“Un poeta nómade”, por Ivonne Bordelois
[Texto
leído en la presentación de la antología poética Era el único planeta que cantaba, de Leopoldo Castilla (Madrid,
Visor Libros, 2016), el miércoles 8 de junio, en la Casa de la Provincia de
Salta en Buenos Aires, a las 19 hs.]
¿Quién
es Leopoldo Castilla, el Teuco? Alguien que interroga el mundo y desde ese
asombro construye un lenguaje que tiene la forma de una pregunta
desplegada, espiralándose en sí misma,
desembocando en más y más preguntas. Una pregunta abierta, inacabable: es como
si Leopoldo Castilla precisara la lectura de todos los paisajes de todas las
comarcas de la tierra para comprenderse y saberse a sí mismo, y por eso su búsqueda se vuelve insaciable,
interminable. Pero hay una brújula:
“Para cruzar el infinito / hace falta una infancia”.
Y de
esa mirada inocente, de esa exploración infatigable, surgen animales emblemáticos,
como el loro, esa “flor sacrílega” que habla; aparecen ciudades que son vastos
cementerios –“mis hijos corren entre las tumbas/ del patio de mi casa”–. Y
ocurren muertes tan sobrecogedoras y
harapientas como las de “Nunca”: “su
deseo toca los desalmados / cabellos/ de su mujer dormida”. En los primeros
libros se instala una visión incisiva de un mundo al alcance de la mano; pero
desde Baiano empieza a tomar vuelo
una visión poderosa que nos va llevando a Bangkok, al Taj Mahal (“esa luna que
un hombre arrancó a la noche”) o a Benares. Y luego viajamos por Egipto,
en Bambú
nos encontramos con Laos, y con Cuba en El Amanecido, mientras Manada es el caminar de la especie por las sendas
misteriosas de la
evolución. Y se siguen los libros con nombres enigmáticos: Coirón, Durián, Guarán, Ngorongoro, trazando
países y continentes que conocemos pero que se transfiguran en una geografía inesperada.
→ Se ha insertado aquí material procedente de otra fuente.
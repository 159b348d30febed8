//! Operations that walk every subrepo of a parent: recursive push, archive,
//! commit, and reconciliation of a parent merge.

use std::collections::BTreeSet;

use chrono::{DateTime, FixedOffset};
use tracing::{info, instrument};

use crate::archive::ArchiveSink;
use crate::errors::{BackendError, ReconcileError};
use crate::models::{SubrepoPointer, SubrepoState};
use crate::reconcile::{reconcile, WorkingCopy};
use crate::state::write_state;
use crate::subrepo::{Collaborators, RepoContext, Subrepo};

/// The subrepos of a parent working directory, seen by the reconciler.
///
/// Paths present in the local state bind with their local pointer; any
/// other path binds with the pointer it is being fetched at.
pub struct ParentWorkingCopy<'c, 'a> {
    local: &'c RepoContext,
    collab: Collaborators<'a>,
}

impl<'c, 'a> ParentWorkingCopy<'c, 'a> {
    pub fn new(local: &'c RepoContext, collab: Collaborators<'a>) -> Self {
        Self { local, collab }
    }

    fn bind(&self, path: &str, fallback: Option<&SubrepoPointer>) -> Result<Subrepo<'a>, BackendError> {
        if self.local.state.contains_key(path) {
            return self.local.sub(path, self.collab);
        }
        let mut state = SubrepoState::new();
        state.insert(
            path.to_string(),
            fallback.cloned().unwrap_or_else(SubrepoPointer::null),
        );
        RepoContext::new(self.local.parent.clone(), state).sub(path, self.collab)
    }
}

impl WorkingCopy for ParentWorkingCopy<'_, '_> {
    fn is_dirty(&mut self, path: &str) -> Result<bool, BackendError> {
        self.bind(path, None)?.dirty(false)
    }

    fn get(&mut self, path: &str, target: &SubrepoPointer, overwrite: bool) -> Result<(), BackendError> {
        self.bind(path, Some(target))?.get(target, overwrite)
    }

    fn merge(&mut self, path: &str, target: &SubrepoPointer) -> Result<(), BackendError> {
        self.bind(path, None)?.merge(target)
    }

    fn remove(&mut self, path: &str) -> Result<(), BackendError> {
        self.bind(path, None)?.remove()
    }
}

/// Every path declared in either context, sorted, bound to `ctx1` when it
/// declares the path and to `ctx2` otherwise.
pub fn iter_subrepos<'c, 'a: 'c>(
    ctx1: &'c RepoContext,
    ctx2: &'c RepoContext,
    collab: Collaborators<'a>,
) -> impl Iterator<Item = Result<(String, Subrepo<'a>), BackendError>> + 'c {
    let paths: BTreeSet<&String> = ctx1.state.keys().chain(ctx2.state.keys()).collect();
    paths.into_iter().map(move |path| {
        let ctx = if ctx1.state.contains_key(path) { ctx1 } else { ctx2 };
        Ok((path.clone(), ctx.sub(path, collab)?))
    })
}

/// Push every subrepo depth-first. Stops at the first push that reports
/// failure and returns `false`.
#[instrument(skip(ctx, collab), fields(root = %ctx.parent.root.display()))]
pub fn push_all(ctx: &RepoContext, force: bool, collab: Collaborators<'_>) -> Result<bool, ReconcileError> {
    for path in ctx.state.keys() {
        let pushed = ctx
            .sub(path, collab)
            .and_then(|sub| sub.push(force))
            .map_err(|e| ReconcileError::at(path, e))?;
        if !pushed {
            info!(path = %path, "push stopped");
            return Ok(false);
        }
    }
    Ok(true)
}

/// Archive every subrepo at its recorded revision. Returns the number of
/// files written.
pub fn archive_all(
    ctx: &RepoContext,
    sink: &mut dyn ArchiveSink,
    prefix: &str,
    collab: Collaborators<'_>,
) -> Result<usize, ReconcileError> {
    let mut written = 0;
    for path in ctx.state.keys() {
        written += ctx
            .sub(path, collab)
            .and_then(|sub| sub.archive(sink, prefix))
            .map_err(|e| ReconcileError::at(path, e))?;
    }
    info!(files = written, "archived subrepos");
    Ok(written)
}

/// Commit every dirty subrepo and record the new revisions in the parent's
/// state file. Returns the recorded state.
#[instrument(skip(ctx, message, collab), fields(root = %ctx.parent.root.display()))]
pub fn commit_all(
    ctx: &RepoContext,
    message: &str,
    user: Option<&str>,
    date: Option<DateTime<FixedOffset>>,
    collab: Collaborators<'_>,
) -> Result<SubrepoState, ReconcileError> {
    let mut state = ctx.state.clone();
    for (path, pointer) in state.iter_mut() {
        let sub = ctx.sub(path, collab).map_err(|e| ReconcileError::at(path, e))?;
        if !sub.dirty(false).map_err(|e| ReconcileError::at(path, e))? {
            continue;
        }
        collab
            .diag
            .status(&format!("committing subrepository {}\n", sub.relpath()));
        let revision = sub
            .commit(message, user, date)
            .map_err(|e| ReconcileError::at(path, e))?;
        pointer.revision = revision;
    }
    write_state(&ctx.parent.root, &state)?;
    Ok(state)
}

/// Reconcile the subrepos of a parent merge and record the result in the
/// local working directory. Nothing is written when reconciliation fails.
pub fn merge_and_record(
    local: &RepoContext,
    remote: &SubrepoState,
    ancestor: &SubrepoState,
    overwrite_local: bool,
    collab: Collaborators<'_>,
) -> Result<SubrepoState, ReconcileError> {
    let mut wc = ParentWorkingCopy::new(local, collab);
    let merged = reconcile(
        &mut wc,
        &local.state,
        remote,
        ancestor,
        overwrite_local,
        collab.prompt,
        collab.diag,
    )?;
    write_state(&local.parent.root, &merged)?;
    Ok(merged)
}

#[cfg(test)]
mod tests {
    use super::*;
    use crate::models::SubrepoKind;
    use crate::native::Git2Provider;
    use crate::source::ParentRef;
    use crate::state::{SPEC_FILE, STATE_FILE};
    use crate::testing::{RecordingDiagnostics, ScriptedExecutor};
    use crate::ui::NonInteractive;
    use git2::Repository;
    use std::path::Path;

    const INFO_AT_9: &str = r#"<info><entry revision="9"><commit revision="9"></commit></entry></info>"#;
    const STATUS_CLEAN: &str = r#"<status><target path="."></target></status>"#;
    const STATUS_MODIFIED: &str = r#"<status><target path=".">
<entry path="a.txt"><wc-status props="none" item="modified"></wc-status></entry>
</target></status>"#;

    fn collab<'a>(exec: &'a ScriptedExecutor, diag: &'a RecordingDiagnostics) -> Collaborators<'a> {
        Collaborators {
            exec,
            repos: &Git2Provider,
            prompt: &NonInteractive,
            diag,
            rules: &[],
        }
    }

    fn svn(source: &str, revision: &str) -> SubrepoPointer {
        SubrepoPointer::new(source, revision, "svn")
    }

    fn context(root: &Path, entries: &[(&str, SubrepoPointer)]) -> RepoContext {
        RepoContext::new(
            ParentRef::top(root, None, None),
            entries.iter().map(|(p, s)| (p.to_string(), s.clone())).collect(),
        )
    }

    /// Commit `files` to the repository at `root`, creating it if needed.
    fn commit_files(root: &Path, files: &[(&str, &str)]) -> String {
        let repo = Repository::open(root).or_else(|_| Repository::init(root)).unwrap();
        let mut index = repo.index().unwrap();
        for (name, content) in files {
            let file = root.join(name);
            std::fs::create_dir_all(file.parent().unwrap()).unwrap();
            std::fs::write(&file, content).unwrap();
            index.add_path(Path::new(name)).unwrap();
        }
        index.write().unwrap();
        let tree = repo.find_tree(index.write_tree().unwrap()).unwrap();
        let sig = git2::Signature::now("Test", "test@test.com").unwrap();
        let parent = repo.head().ok().and_then(|h| h.peel_to_commit().ok());
        let parents: Vec<&git2::Commit> = parent.iter().collect();
        repo.commit(Some("HEAD"), &sig, &sig, "nested", &tree, &parents)
            .unwrap()
            .to_string()
    }

    #[derive(Default)]
    struct MemorySink {
        names: Vec<String>,
    }

    impl ArchiveSink for MemorySink {
        fn add_file(&mut self, name: &str, _mode: u32, _symlink: bool, _data: &[u8]) -> std::io::Result<()> {
            self.names.push(name.to_string());
            Ok(())
        }
    }

    #[test]
    fn test_iter_subrepos_prefers_first_context() {
        let dir = tempfile::tempdir().unwrap();
        let exec = ScriptedExecutor::new();
        let diag = RecordingDiagnostics::default();
        let ctx1 = context(dir.path(), &[("a", svn("S", "1"))]);
        let ctx2 = context(
            dir.path(),
            &[
                ("a", SubrepoPointer::new("G", "x", "git")),
                ("b", SubrepoPointer::new("G", "y", "git")),
            ],
        );
        let subs: Vec<(String, SubrepoKind, String)> = iter_subrepos(&ctx1, &ctx2, collab(&exec, &diag))
            .map(|r| {
                let (path, sub) = r.unwrap();
                (path, sub.kind(), sub.pointer().revision.clone())
            })
            .collect();
        assert_eq!(
            subs,
            vec![
                ("a".to_string(), SubrepoKind::Svn, "1".to_string()),
                ("b".to_string(), SubrepoKind::Git, "y".to_string()),
            ]
        );
    }

    #[test]
    fn test_push_stops_at_first_failing_grandchild() {
        let dir = tempfile::tempdir().unwrap();
        let lib = dir.path().join("lib");
        let rev = commit_files(
            &lib,
            &[
                (SPEC_FILE, "a = [git]https://example.com/a\nb = [git]https://example.com/b\n"),
                (STATE_FILE, "aaa a\nbbb b\n"),
            ],
        );
        std::fs::create_dir_all(lib.join("a/.git")).unwrap();
        std::fs::create_dir_all(lib.join("b/.git")).unwrap();

        let exec = ScriptedExecutor::new()
            .on("git", &["for-each-ref"], 0, "")
            .on("git", &["symbolic-ref"], 128, "");
        let diag = RecordingDiagnostics::default();
        let ctx = context(
            dir.path(),
            &[("lib", SubrepoPointer::new("https://example.com/lib", rev, "native"))],
        );

        assert!(!push_all(&ctx, false, collab(&exec, &diag)).unwrap());
        let calls = exec.calls();
        assert!(!calls.is_empty());
        assert!(calls.iter().all(|c| c.cwd.as_deref() == Some(lib.join("a").as_path())));
        assert_eq!(
            diag.warnings(),
            vec!["no branch checked out in subrepo lib/a\ncannot push revision aaa\n".to_string()]
        );
        assert!(diag.statuses().iter().all(|s| !s.starts_with("pushing subrepo lib")));
    }

    #[test]
    fn test_archive_recurses_into_native_children() {
        let dir = tempfile::tempdir().unwrap();
        let lib = dir.path().join("lib");
        let rev = commit_files(
            &lib,
            &[
                ("README", "lib"),
                (SPEC_FILE, "docs = [svn]https://svn.example.com/docs\n"),
                (STATE_FILE, "9 docs\n"),
            ],
        );
        let exec = ScriptedExecutor::new()
            .on("svn", &["list"], 0, "a.txt\n")
            .on("svn", &["proplist"], 0, "")
            .on("svn", &["cat"], 0, "A");
        let diag = RecordingDiagnostics::default();
        let ctx = context(
            dir.path(),
            &[("lib", SubrepoPointer::new("https://example.com/lib", rev, "native"))],
        );
        let mut sink = MemorySink::default();

        let written = archive_all(&ctx, &mut sink, "out", collab(&exec, &diag)).unwrap();
        assert_eq!(written, 4);
        let mut names = sink.names.clone();
        names.sort();
        assert_eq!(
            names,
            vec![
                "out/lib/.subrepos",
                "out/lib/.subrepostate",
                "out/lib/README",
                "out/lib/docs/a.txt",
            ]
        );
        assert!(diag
            .progress()
            .iter()
            .any(|(topic, _, _)| topic == "archiving (lib/docs)"));
    }

    #[test]
    fn test_merge_and_record_writes_result() {
        let dir = tempfile::tempdir().unwrap();
        let exec = ScriptedExecutor::new()
            .on("svn", &["status", "--xml"], 0, STATUS_CLEAN)
            .on("svn", &["info", "--xml"], 0, INFO_AT_9)
            .on("svn", &["checkout"], 0, "Checked out revision 3.\n");
        let diag = RecordingDiagnostics::default();
        let local = context(dir.path(), &[("docs", svn("S", "9"))]);
        let remote = context(dir.path(), &[("docs", svn("S", "9")), ("more", svn("T", "3"))]).state;

        let merged = merge_and_record(&local, &remote, &SubrepoState::new(), false, collab(&exec, &diag)).unwrap();
        assert_eq!(merged, remote);
        assert_eq!(exec.count(&["checkout", "T", "--revision", "3"]), 1);
        assert_eq!(
            std::fs::read_to_string(dir.path().join(STATE_FILE)).unwrap(),
            "9 docs\n3 more\n"
        );
    }

    #[test]
    fn test_failed_merge_records_nothing() {
        let dir = tempfile::tempdir().unwrap();
        let exec = ScriptedExecutor::new().on("svn", &["checkout"], 1, "");
        let diag = RecordingDiagnostics::default();
        let local = context(dir.path(), &[]);
        let remote = context(dir.path(), &[("more", svn("T", "3"))]).state;

        let err = merge_and_record(&local, &remote, &SubrepoState::new(), false, collab(&exec, &diag)).unwrap_err();
        assert_eq!(err.path(), Some("more"));
        assert!(!dir.path().join(STATE_FILE).exists());
    }

    #[test]
    fn test_commit_all_records_new_revisions() {
        let dir = tempfile::tempdir().unwrap();
        let exec = ScriptedExecutor::new()
            .on("svn", &["status", "--xml"], 0, STATUS_MODIFIED)
            .on("svn", &["commit"], 0, "Committed revision 10.\n")
            .on("svn", &["update"], 0, "At revision 10.\n");
        let diag = RecordingDiagnostics::default();
        let ctx = context(dir.path(), &[("docs", svn("S", "9"))]);

        let state = commit_all(&ctx, "sync", None, None, collab(&exec, &diag)).unwrap();
        assert_eq!(state["docs"], svn("S", "10"));
        assert_eq!(
            std::fs::read_to_string(dir.path().join(STATE_FILE)).unwrap(),
            "10 docs\n"
        );
        assert!(diag.statuses().contains(&"committing subrepository docs\n".to_string()));
    }
}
El planeta que describe Leopoldo
Castilla es territorio enemigo de todo afán de tarjeta postal: es enorme,
desamparado, deslumbrante, indescifrable, todo a la vez. Produce
terror y admiración, éxtasis y rechazo,
pavor y amistad, y nos deja iluminados y
transformados al mismo tiempo.
Pero
también se infiltra la historia en los intersticios de este despliegue cósmico:
una historia sin héroes ni patriotismos, sin utopías ni retóricos compromisos
sociales, una historia desnuda y a veces aterradora, que se atreve a la pobreza
más pobre, a la intemperie más descampada, al desconsuelo de los más ignorados,
de los más abandonados. Al impronunciable terror de Auschwitz –“en esta mancha del jergón de paja/ se
disolvió el niño/ al mamar la tiniebla de su madre”.
El
pincel de Leopoldo Castilla no es ni quiere ser épico; no asume la talla celebratoria de Neruda, ni prosigue el sabio
y persuasivo lirismo terrenal de su padre, el gran poeta Manuel Castilla. Es
únicamente suyo: un gigantesco ademán estrictamente contemporáneo que inquiere,
a través de los viajes, las guerras, la biología, la física y la metafísica de
nuestros días, el nuevo rostro del mundo que vendrá. Está solo en su dimensión
de vigía del futuro; ajeno a toda moda, a todo amaneramiento, a toda imitación,
está solo en su música diferente, como redoble de tambores inmensos en un
horizonte que se esconde.
No es
un azar, por lo tanto, el que su figura
sea más reconocida en el extranjero que en su propia casa, porque de algún modo
se ha consagrado como extranjero radical, desde una mirada insobornablemente
distinta. A pesar de su no renegada pertenencia a su Salta natal, a pesar de su
acento inconfundiblemente sudamericano, Leopoldo Castilla es hombre del
Universo, peregrino de una indecible
aventura de absoluto. No se le reconocen influencias, no se le descubren
escapatorias; los premios merecidamente cosechados no lo han convertido en
monigote mediático ni en árbitro supremo entre los frívolos. Ir escalando su
antología es avistar un panorama de esperanza en la tan desdichada poesía de
nuestro tiempo, tan enredada en cálculos
mercantiles y en falsos prestigios prefabricados. Hay una ráfaga de pureza y novedad inconfundible que nos viene de estos
versos, como si una aurora austral nos devolviera la confianza en la palabra.
La poesía no puede salvar al mundo, pero puede acompañarlo en su destino más
profundo y más alto. Y ésa es, precisamente,
la virtud que resplandece en la obra insoslayable del Leopoldo Castilla.